### PROBLEM TO SOLVE
Determine how many lines in the records hold "match", then give that number by itself.

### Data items
════════════════════

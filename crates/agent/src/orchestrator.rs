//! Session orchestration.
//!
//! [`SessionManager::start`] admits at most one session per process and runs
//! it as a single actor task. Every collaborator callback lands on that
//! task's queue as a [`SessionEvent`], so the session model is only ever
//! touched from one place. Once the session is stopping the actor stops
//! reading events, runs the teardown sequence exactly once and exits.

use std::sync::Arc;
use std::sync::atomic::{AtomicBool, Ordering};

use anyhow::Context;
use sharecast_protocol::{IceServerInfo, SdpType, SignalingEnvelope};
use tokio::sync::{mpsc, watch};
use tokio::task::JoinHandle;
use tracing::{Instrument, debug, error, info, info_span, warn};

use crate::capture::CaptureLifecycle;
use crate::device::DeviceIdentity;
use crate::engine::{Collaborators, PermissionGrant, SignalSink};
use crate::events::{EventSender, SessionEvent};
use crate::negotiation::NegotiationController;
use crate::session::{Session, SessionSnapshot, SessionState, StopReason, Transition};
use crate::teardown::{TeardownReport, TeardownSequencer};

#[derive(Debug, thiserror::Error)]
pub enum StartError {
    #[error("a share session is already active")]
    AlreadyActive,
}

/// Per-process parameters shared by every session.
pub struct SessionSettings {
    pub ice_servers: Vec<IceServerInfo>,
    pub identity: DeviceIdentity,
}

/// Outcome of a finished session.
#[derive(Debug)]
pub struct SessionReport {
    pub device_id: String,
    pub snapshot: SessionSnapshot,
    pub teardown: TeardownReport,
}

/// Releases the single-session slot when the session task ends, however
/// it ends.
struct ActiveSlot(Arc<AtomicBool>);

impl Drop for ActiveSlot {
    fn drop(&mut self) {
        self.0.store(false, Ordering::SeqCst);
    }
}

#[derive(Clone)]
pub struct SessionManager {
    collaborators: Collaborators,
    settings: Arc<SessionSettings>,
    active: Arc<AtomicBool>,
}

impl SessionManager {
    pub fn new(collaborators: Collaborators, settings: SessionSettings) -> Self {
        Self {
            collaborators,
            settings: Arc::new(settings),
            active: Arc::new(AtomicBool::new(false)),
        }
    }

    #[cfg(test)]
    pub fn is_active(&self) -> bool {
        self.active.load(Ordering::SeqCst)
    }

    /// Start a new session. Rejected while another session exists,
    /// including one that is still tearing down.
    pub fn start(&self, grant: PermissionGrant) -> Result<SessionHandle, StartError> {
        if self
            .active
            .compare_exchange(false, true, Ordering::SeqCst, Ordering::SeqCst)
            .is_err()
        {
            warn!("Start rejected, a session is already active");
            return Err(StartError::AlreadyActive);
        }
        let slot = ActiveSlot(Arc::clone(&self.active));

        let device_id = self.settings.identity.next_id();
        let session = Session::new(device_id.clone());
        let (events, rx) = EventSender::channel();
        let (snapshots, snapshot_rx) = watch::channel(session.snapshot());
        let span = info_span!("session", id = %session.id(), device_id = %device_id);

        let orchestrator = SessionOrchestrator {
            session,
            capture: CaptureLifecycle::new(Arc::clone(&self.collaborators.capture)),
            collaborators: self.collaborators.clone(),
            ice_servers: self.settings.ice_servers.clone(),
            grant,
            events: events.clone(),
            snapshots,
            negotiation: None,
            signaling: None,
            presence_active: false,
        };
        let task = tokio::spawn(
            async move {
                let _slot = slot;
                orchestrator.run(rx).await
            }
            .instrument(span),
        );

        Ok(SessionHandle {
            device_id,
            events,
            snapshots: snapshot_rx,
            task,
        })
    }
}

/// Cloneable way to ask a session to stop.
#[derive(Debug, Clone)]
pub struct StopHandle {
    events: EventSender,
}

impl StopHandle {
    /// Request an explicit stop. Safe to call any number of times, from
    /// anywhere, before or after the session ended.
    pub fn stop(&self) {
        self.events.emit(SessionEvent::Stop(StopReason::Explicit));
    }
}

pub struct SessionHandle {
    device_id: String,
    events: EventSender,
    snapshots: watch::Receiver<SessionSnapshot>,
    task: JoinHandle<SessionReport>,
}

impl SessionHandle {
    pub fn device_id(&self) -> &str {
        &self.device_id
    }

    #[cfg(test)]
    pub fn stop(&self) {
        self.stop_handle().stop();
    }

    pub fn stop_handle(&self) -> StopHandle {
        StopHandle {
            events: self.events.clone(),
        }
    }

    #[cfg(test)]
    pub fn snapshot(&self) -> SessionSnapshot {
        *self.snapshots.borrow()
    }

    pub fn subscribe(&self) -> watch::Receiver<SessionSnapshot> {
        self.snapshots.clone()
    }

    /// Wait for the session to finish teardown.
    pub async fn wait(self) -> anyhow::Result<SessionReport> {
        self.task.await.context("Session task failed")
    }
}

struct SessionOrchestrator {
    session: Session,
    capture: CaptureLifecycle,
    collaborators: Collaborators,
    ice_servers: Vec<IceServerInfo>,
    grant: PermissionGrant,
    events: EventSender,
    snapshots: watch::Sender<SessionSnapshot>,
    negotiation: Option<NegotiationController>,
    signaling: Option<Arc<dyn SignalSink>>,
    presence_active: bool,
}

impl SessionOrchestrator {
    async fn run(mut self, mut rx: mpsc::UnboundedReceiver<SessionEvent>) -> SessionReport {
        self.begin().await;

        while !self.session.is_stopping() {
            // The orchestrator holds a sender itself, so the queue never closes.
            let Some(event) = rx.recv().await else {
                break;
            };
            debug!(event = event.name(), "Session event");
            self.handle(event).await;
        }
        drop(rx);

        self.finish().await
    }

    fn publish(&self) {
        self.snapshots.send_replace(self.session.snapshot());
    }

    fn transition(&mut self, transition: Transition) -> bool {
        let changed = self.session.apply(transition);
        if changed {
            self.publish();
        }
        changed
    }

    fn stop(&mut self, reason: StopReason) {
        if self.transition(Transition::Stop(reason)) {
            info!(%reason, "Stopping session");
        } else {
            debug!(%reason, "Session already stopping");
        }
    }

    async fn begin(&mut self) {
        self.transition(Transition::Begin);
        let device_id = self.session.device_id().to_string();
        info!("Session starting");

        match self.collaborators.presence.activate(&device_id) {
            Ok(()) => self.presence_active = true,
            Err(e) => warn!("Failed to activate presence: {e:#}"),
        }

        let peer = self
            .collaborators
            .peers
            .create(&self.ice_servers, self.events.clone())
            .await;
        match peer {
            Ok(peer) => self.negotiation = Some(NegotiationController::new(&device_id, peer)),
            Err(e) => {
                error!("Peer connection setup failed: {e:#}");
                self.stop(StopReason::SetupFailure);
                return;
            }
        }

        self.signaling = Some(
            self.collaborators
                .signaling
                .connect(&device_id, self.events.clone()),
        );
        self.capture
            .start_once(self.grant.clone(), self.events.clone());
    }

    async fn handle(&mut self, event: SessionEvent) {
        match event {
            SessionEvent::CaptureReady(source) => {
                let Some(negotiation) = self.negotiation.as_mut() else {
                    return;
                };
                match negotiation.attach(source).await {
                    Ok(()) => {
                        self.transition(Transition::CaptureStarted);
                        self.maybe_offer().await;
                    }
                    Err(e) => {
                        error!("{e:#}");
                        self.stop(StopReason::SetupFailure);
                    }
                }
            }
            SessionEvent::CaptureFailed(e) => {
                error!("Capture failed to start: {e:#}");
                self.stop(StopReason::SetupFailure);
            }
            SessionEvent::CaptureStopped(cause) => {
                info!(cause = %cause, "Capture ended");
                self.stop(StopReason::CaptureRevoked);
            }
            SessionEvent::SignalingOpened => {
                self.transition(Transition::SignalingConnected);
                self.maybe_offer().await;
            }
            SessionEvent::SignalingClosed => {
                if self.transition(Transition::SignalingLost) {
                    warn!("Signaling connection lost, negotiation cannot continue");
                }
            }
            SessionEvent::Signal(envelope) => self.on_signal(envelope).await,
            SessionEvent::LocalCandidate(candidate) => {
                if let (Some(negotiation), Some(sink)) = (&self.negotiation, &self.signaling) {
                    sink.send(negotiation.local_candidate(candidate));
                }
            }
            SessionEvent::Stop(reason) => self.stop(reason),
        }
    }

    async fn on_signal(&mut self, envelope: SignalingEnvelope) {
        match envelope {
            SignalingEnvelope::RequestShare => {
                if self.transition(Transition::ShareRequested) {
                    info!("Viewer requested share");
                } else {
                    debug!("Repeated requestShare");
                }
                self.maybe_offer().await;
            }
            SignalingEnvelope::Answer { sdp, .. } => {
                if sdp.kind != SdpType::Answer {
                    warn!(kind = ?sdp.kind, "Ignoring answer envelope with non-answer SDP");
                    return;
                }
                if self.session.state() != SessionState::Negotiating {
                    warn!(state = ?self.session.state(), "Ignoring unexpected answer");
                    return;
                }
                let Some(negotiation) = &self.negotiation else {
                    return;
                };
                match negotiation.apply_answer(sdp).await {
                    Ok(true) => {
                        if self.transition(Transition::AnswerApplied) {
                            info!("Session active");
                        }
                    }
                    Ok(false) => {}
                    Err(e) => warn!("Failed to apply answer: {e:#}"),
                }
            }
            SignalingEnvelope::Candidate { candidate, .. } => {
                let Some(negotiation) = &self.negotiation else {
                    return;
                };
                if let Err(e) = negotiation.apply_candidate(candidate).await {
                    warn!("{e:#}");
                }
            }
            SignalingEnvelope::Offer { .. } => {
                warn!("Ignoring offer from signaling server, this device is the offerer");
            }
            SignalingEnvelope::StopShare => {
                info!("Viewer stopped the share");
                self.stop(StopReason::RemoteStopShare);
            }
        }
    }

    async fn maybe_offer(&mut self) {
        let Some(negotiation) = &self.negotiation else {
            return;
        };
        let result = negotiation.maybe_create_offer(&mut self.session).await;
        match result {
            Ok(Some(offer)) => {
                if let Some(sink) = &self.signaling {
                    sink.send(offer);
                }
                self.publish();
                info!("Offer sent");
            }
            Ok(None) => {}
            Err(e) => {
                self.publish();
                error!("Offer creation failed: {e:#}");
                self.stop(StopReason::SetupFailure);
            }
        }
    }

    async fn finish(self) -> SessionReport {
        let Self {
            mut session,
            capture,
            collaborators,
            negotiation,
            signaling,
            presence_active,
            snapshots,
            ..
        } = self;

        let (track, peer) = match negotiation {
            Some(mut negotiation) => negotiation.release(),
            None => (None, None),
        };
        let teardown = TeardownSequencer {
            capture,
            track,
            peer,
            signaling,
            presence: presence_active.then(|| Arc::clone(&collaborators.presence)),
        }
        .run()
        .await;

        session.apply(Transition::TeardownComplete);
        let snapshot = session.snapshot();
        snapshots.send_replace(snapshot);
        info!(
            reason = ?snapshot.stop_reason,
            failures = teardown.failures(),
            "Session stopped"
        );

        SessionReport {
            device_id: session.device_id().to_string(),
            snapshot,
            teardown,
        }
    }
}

════════════════════

### ANSWER BELOW
8